Stored records:

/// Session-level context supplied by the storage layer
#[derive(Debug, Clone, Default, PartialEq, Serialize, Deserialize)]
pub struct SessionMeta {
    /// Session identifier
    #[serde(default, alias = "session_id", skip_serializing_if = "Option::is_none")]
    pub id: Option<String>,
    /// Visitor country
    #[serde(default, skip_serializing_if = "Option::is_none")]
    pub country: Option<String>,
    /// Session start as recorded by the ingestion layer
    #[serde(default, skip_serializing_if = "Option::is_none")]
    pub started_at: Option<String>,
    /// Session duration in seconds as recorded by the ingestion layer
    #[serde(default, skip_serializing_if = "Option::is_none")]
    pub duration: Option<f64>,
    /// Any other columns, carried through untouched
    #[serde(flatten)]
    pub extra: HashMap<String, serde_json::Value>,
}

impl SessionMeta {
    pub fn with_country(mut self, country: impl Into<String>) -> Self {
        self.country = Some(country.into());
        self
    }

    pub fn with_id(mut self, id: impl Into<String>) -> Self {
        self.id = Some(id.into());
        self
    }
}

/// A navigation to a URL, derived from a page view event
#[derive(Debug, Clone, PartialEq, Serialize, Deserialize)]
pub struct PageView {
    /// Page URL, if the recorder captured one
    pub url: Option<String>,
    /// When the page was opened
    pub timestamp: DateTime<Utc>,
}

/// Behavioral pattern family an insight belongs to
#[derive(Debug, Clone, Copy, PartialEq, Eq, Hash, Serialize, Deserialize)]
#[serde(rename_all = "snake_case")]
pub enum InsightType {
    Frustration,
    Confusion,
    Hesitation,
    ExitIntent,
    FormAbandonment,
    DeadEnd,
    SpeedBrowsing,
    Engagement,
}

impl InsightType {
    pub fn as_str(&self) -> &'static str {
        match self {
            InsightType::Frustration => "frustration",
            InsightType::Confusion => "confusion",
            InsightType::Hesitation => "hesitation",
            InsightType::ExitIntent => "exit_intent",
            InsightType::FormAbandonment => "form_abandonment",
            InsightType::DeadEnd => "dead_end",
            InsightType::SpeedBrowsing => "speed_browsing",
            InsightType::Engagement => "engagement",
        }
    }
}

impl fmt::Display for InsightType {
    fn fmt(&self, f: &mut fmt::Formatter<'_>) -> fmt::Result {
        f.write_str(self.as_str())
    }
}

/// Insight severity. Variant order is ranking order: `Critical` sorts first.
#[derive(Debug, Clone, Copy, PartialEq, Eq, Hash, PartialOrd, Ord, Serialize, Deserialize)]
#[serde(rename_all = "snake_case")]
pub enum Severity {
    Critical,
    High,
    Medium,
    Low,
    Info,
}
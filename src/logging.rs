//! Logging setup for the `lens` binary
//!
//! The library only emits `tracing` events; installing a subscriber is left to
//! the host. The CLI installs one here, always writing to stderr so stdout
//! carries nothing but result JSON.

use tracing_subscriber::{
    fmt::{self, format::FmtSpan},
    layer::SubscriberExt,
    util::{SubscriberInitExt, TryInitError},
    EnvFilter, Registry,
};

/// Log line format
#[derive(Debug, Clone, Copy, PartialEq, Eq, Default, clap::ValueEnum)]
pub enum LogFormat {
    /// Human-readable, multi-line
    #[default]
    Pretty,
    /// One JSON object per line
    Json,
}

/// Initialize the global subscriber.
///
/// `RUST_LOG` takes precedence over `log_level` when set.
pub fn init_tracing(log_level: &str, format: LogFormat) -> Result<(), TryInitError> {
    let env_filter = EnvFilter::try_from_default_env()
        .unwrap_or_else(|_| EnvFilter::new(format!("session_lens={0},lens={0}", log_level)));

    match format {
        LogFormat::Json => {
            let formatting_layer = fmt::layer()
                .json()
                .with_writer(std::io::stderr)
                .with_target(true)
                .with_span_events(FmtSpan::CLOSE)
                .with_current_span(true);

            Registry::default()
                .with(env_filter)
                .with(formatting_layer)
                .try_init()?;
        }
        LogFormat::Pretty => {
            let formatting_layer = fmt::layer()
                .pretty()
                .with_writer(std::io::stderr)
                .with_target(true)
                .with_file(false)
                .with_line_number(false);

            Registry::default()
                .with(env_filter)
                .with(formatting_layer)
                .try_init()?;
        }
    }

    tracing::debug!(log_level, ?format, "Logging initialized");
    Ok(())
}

==

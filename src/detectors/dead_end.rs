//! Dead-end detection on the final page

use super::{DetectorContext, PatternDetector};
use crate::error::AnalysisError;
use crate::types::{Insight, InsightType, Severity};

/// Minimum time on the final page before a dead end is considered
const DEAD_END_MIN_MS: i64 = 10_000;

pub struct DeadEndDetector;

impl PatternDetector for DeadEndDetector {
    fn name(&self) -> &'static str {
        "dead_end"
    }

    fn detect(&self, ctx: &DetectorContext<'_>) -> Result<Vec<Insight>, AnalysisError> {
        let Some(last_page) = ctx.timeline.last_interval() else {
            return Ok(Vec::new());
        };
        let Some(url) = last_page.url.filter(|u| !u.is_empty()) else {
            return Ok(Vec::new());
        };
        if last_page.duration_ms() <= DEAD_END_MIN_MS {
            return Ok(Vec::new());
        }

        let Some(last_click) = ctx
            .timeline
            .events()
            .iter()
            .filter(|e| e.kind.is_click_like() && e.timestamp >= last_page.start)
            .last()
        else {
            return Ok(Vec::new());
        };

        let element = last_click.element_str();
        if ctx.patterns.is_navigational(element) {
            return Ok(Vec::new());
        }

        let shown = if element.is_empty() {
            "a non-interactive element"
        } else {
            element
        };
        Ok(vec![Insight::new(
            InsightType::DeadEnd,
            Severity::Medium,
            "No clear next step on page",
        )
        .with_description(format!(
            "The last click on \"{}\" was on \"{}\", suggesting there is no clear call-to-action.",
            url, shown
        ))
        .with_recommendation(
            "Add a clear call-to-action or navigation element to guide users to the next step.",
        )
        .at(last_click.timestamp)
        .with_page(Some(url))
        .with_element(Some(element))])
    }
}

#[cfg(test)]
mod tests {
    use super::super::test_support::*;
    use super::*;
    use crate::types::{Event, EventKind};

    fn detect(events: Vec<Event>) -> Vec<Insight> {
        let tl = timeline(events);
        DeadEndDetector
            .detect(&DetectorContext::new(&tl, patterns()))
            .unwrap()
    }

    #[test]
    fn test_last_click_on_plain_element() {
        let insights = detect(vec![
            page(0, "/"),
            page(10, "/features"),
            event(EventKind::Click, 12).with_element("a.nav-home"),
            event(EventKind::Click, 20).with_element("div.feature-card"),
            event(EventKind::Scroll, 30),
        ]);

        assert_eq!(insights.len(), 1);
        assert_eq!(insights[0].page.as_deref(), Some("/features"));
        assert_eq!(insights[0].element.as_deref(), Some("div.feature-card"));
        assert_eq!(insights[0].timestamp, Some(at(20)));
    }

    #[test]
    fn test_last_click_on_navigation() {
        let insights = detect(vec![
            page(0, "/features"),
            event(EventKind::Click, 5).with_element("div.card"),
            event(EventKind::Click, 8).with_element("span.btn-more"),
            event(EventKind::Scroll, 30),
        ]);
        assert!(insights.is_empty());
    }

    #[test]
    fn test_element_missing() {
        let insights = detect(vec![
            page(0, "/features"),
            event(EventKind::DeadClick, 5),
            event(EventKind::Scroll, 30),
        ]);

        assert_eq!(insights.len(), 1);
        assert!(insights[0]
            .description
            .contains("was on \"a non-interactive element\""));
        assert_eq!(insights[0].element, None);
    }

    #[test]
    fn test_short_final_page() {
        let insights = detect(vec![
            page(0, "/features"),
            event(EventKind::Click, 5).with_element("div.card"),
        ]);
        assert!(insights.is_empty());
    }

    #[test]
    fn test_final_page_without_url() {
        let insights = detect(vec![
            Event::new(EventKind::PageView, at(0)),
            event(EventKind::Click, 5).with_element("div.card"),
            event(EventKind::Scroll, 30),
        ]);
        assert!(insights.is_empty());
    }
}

* * *

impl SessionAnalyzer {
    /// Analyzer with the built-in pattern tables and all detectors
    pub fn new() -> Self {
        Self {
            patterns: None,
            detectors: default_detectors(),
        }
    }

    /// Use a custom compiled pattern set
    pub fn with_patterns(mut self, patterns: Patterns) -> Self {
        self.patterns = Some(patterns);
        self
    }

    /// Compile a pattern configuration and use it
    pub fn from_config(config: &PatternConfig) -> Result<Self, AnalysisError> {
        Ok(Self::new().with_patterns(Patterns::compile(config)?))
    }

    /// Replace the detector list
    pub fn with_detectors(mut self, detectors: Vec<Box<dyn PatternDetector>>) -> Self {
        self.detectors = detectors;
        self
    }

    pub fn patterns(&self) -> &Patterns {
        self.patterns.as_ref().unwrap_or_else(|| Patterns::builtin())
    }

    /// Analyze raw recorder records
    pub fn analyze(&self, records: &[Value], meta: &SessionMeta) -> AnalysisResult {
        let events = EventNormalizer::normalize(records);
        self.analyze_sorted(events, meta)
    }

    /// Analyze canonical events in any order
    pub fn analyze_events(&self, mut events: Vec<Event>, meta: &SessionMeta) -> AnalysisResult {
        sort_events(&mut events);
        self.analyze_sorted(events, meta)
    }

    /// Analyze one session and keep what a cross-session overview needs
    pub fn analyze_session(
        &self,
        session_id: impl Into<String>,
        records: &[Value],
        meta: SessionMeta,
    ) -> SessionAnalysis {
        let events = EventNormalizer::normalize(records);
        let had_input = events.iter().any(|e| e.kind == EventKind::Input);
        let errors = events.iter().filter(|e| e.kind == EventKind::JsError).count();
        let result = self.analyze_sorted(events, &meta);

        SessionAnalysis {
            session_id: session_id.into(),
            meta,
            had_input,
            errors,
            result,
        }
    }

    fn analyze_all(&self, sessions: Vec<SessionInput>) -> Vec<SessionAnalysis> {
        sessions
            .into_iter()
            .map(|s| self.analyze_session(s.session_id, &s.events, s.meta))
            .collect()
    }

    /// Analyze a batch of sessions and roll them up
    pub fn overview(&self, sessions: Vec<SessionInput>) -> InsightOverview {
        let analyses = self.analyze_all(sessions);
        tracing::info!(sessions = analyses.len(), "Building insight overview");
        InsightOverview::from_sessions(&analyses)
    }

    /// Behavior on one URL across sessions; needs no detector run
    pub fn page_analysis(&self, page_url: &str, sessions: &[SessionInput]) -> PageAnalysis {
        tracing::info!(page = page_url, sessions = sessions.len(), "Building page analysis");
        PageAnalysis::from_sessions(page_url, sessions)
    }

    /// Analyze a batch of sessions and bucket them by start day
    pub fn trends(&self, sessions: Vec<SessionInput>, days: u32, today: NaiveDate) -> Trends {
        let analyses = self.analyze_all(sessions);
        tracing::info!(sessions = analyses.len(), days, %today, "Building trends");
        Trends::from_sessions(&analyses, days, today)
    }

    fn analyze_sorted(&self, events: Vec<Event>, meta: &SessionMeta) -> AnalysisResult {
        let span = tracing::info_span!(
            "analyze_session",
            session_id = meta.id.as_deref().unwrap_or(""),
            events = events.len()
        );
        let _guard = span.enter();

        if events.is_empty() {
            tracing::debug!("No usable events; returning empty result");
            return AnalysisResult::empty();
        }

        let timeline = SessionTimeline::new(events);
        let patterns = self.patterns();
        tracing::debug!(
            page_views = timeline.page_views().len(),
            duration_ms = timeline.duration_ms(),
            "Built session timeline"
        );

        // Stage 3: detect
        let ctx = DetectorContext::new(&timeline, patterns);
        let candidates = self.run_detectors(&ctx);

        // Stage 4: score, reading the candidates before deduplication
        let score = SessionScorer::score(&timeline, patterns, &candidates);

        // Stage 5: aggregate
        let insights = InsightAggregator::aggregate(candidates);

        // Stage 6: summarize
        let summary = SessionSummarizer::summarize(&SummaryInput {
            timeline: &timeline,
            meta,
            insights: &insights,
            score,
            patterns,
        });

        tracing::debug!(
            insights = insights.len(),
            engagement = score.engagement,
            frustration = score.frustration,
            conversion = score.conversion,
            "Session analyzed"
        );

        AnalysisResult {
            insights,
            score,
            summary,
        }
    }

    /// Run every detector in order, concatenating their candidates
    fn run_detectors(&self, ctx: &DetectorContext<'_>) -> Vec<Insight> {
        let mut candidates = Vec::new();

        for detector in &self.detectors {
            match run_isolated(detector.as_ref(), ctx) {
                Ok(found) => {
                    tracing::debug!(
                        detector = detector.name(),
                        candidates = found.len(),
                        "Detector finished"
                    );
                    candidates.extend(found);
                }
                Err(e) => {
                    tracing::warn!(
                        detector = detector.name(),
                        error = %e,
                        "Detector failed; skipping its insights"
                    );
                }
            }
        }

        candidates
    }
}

__YOUR OBJECTIVE__.
Tally the lines in this data that hold the word "Clone" and state only the count.

__WRITTEN RESPONSE__.
5